• **Work to complete**: Exactly reproduce each entry, leaving out nothing.
▼
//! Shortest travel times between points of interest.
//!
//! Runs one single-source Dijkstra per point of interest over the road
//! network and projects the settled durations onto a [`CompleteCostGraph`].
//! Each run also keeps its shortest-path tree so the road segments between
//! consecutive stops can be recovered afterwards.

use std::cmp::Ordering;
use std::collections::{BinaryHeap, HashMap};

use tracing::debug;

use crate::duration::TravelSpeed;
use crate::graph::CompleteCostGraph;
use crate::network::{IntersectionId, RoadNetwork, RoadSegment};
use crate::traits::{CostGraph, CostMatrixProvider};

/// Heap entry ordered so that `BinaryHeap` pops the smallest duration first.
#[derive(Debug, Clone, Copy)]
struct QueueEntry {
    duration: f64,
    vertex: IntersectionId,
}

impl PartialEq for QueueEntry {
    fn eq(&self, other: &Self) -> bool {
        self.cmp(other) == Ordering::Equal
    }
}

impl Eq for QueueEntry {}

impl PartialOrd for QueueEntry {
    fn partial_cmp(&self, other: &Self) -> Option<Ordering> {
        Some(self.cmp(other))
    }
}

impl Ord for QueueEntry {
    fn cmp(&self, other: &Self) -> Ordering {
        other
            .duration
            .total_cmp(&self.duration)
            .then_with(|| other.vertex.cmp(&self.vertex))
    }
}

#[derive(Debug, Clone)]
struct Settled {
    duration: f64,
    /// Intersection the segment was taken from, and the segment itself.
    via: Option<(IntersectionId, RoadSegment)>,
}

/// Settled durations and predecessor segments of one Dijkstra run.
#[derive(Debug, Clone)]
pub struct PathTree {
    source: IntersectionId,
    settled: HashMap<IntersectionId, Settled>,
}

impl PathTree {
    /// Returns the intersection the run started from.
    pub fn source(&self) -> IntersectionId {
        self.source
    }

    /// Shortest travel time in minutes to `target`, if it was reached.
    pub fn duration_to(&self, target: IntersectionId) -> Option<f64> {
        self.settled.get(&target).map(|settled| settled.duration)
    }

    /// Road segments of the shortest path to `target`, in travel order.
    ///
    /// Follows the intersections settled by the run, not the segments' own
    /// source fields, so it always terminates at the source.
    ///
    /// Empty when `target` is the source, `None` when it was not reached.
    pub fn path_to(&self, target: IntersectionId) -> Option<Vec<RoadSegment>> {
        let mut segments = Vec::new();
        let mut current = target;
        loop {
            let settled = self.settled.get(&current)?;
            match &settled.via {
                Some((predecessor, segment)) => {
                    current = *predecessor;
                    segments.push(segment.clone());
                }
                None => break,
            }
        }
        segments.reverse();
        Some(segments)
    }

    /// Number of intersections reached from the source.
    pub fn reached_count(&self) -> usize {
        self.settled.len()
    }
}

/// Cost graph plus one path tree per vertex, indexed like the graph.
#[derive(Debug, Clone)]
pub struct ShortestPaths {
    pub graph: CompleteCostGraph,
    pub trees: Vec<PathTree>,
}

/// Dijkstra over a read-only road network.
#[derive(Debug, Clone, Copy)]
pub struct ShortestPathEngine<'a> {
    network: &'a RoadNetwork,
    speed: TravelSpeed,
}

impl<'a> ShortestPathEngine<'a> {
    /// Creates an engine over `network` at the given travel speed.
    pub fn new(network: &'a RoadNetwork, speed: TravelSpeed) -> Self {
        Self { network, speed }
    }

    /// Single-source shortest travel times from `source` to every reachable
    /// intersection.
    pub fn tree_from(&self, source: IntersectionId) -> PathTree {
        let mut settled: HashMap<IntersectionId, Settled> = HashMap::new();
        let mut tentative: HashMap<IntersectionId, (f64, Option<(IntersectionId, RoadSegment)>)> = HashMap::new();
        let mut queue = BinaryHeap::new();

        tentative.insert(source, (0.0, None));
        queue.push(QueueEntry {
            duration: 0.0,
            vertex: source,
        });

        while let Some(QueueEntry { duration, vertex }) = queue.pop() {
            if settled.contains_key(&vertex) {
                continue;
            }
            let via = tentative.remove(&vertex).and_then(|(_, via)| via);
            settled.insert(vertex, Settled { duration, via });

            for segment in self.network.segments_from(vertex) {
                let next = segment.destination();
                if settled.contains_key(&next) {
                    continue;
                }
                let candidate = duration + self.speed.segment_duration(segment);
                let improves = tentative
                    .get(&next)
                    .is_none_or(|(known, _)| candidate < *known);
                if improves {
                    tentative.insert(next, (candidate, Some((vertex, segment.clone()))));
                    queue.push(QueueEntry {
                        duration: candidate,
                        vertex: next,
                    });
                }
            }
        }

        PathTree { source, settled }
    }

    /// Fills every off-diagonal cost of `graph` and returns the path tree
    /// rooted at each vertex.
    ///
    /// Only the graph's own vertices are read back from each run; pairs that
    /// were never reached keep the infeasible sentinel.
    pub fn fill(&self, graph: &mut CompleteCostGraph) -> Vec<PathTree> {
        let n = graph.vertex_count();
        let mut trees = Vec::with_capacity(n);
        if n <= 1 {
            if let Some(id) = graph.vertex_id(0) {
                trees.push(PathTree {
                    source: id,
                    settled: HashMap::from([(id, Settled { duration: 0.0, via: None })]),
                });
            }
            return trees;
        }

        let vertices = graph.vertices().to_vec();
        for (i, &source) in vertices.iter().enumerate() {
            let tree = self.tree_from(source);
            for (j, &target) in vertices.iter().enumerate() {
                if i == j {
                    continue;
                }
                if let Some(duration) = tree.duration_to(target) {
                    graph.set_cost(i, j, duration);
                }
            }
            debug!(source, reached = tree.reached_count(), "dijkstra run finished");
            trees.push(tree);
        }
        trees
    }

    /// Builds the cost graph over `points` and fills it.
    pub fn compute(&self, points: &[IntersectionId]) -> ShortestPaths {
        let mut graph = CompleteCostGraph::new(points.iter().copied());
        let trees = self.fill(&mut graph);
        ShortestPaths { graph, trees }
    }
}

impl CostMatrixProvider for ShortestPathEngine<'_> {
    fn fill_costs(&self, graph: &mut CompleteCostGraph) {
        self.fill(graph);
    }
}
▲
• **Exercise response**:
//! Shortest travel times between points of interest.
//!
//! Runs one single-source Dijkstra per point of interest over the road
//! network and projects the settled durations onto a [`CompleteCostGraph`].
//! Each run also keeps its shortest-path tree so the road segments between
//! consecutive stops can be recovered afterwards.

use std::cmp::Ordering;
use std::collections::{BinaryHeap, HashMap};

use tracing::debug;

use crate::duration::TravelSpeed;
use crate::graph::CompleteCostGraph;
use crate::network::{IntersectionId, RoadNetwork, RoadSegment};
use crate::traits::{CostGraph, CostMatrixProvider};

/// Heap entry ordered so that `BinaryHeap` pops the smallest duration first.
#[derive(Debug, Clone, Copy)]
struct QueueEntry {
    duration: f64,
    vertex: IntersectionId,
}

impl PartialEq for QueueEntry {
    fn eq(&self, other: &Self) -> bool {
        self.cmp(other) == Ordering::Equal
    }
}

impl Eq for QueueEntry {}

impl PartialOrd for QueueEntry {
    fn partial_cmp(&self, other: &Self) -> Option<Ordering> {
        Some(self.cmp(other))
    }
}

impl Ord for QueueEntry {
    fn cmp(&self, other: &Self) -> Ordering {
        other
            .duration
            .total_cmp(&self.duration)
            .then_with(|| other.vertex.cmp(&self.vertex))
    }
}

#[derive(Debug, Clone)]
struct Settled {
    duration: f64,
    /// Intersection the segment was taken from, and the segment itself.
    via: Option<(IntersectionId, RoadSegment)>,
}

/// Settled durations and predecessor segments of one Dijkstra run.
#[derive(Debug, Clone)]
pub struct PathTree {
    source: IntersectionId,
    settled: HashMap<IntersectionId, Settled>,
}

impl PathTree {
    /// Returns the intersection the run started from.
    pub fn source(&self) -> IntersectionId {
        self.source
    }

    /// Shortest travel time in minutes to `target`, if it was reached.
    pub fn duration_to(&self, target: IntersectionId) -> Option<f64> {
        self.settled.get(&target).map(|settled| settled.duration)
    }

    /// Road segments of the shortest path to `target`, in travel order.
    ///
    /// Follows the intersections settled by the run, not the segments' own
    /// source fields, so it always terminates at the source.
    ///
    /// Empty when `target` is the source, `None` when it was not reached.
    pub fn path_to(&self, target: IntersectionId) -> Option<Vec<RoadSegment>> {
        let mut segments = Vec::new();
        let mut current = target;
        loop {
            let settled = self.settled.get(&current)?;
            match &settled.via {
                Some((predecessor, segment)) => {
                    current = *predecessor;
                    segments.push(segment.clone());
                }
                None => break,
            }
        }
        segments.reverse();
        Some(segments)
    }

    /// Number of intersections reached from the source.
    pub fn reached_count(&self) -> usize {
        self.settled.len()
    }
}

/// Cost graph plus one path tree per vertex, indexed like the graph.
#[derive(Debug, Clone)]
pub struct ShortestPaths {
    pub graph: CompleteCostGraph,
    pub trees: Vec<PathTree>,
}

/// Dijkstra over a read-only road network.
#[derive(Debug, Clone, Copy)]
pub struct ShortestPathEngine<'a> {
    network: &'a RoadNetwork,
    speed: TravelSpeed,
}

impl<'a> ShortestPathEngine<'a> {
    /// Creates an engine over `network` at the given travel speed.
    pub fn new(network: &'a RoadNetwork, speed: TravelSpeed) -> Self {
        Self { network, speed }
    }

    /// Single-source shortest travel times from `source` to every reachable
    /// intersection.
    pub fn tree_from(&self, source: IntersectionId) -> PathTree {
        let mut settled: HashMap<IntersectionId, Settled> = HashMap::new();
        let mut tentative: HashMap<IntersectionId, (f64, Option<(IntersectionId, RoadSegment)>)> = HashMap::new();
        let mut queue = BinaryHeap::new();

        tentative.insert(source, (0.0, None));
        queue.push(QueueEntry {
            duration: 0.0,
            vertex: source,
        });

        while let Some(QueueEntry { duration, vertex }) = queue.pop() {
            if settled.contains_key(&vertex) {
                continue;
            }
            let via = tentative.remove(&vertex).and_then(|(_, via)| via);
            settled.insert(vertex, Settled { duration, via });

            for segment in self.network.segments_from(vertex) {
                let next = segment.destination();
                if settled.contains_key(&next) {
                    continue;
                }
                let candidate = duration + self.speed.segment_duration(segment);
                let improves = tentative
                    .get(&next)
                    .is_none_or(|(known, _)| candidate < *known);
                if improves {
                    tentative.insert(next, (candidate, Some((vertex, segment.clone()))));
                    queue.push(QueueEntry {
                        duration: candidate,
                        vertex: next,
                    });
                }
            }
        }

        PathTree { source, settled }
    }

    /// Fills every off-diagonal cost of `graph` and returns the path tree
    /// rooted at each vertex.
    ///
    /// Only the graph's own vertices are read back from each run; pairs that
    /// were never reached keep the infeasible sentinel.
    pub fn fill(&self, graph: &mut CompleteCostGraph) -> Vec<PathTree> {
        let n = graph.vertex_count();
        let mut trees = Vec::with_capacity(n);
        if n <= 1 {
            if let Some(id) = graph.vertex_id(0) {
                trees.push(PathTree {
                    source: id,
                    settled: HashMap::from([(id, Settled { duration: 0.0, via: None })]),
                });
            }
            return trees;
        }

        let vertices = graph.vertices().to_vec();
        for (i, &source) in vertices.iter().enumerate() {
            let tree = self.tree_from(source);
            for (j, &target) in vertices.iter().enumerate() {
                if i == j {
                    continue;
                }
                if let Some(duration) = tree.duration_to(target) {
                    graph.set_cost(i, j, duration);
                }
            }
            debug!(source, reached = tree.reached_count(), "dijkstra run finished");
            trees.push(tree);
        }
        trees
    }

    /// Builds the cost graph over `points` and fills it.
    pub fn compute(&self, points: &[IntersectionId]) -> ShortestPaths {
        let mut graph = CompleteCostGraph::new(points.iter().copied());
        let trees = self.fill(&mut graph);
        ShortestPaths { graph, trees }
    }
}

impl CostMatrixProvider for ShortestPathEngine<'_> {
    fn fill_costs(&self, graph: &mut CompleteCostGraph) {
        self.fill(graph);
    }
}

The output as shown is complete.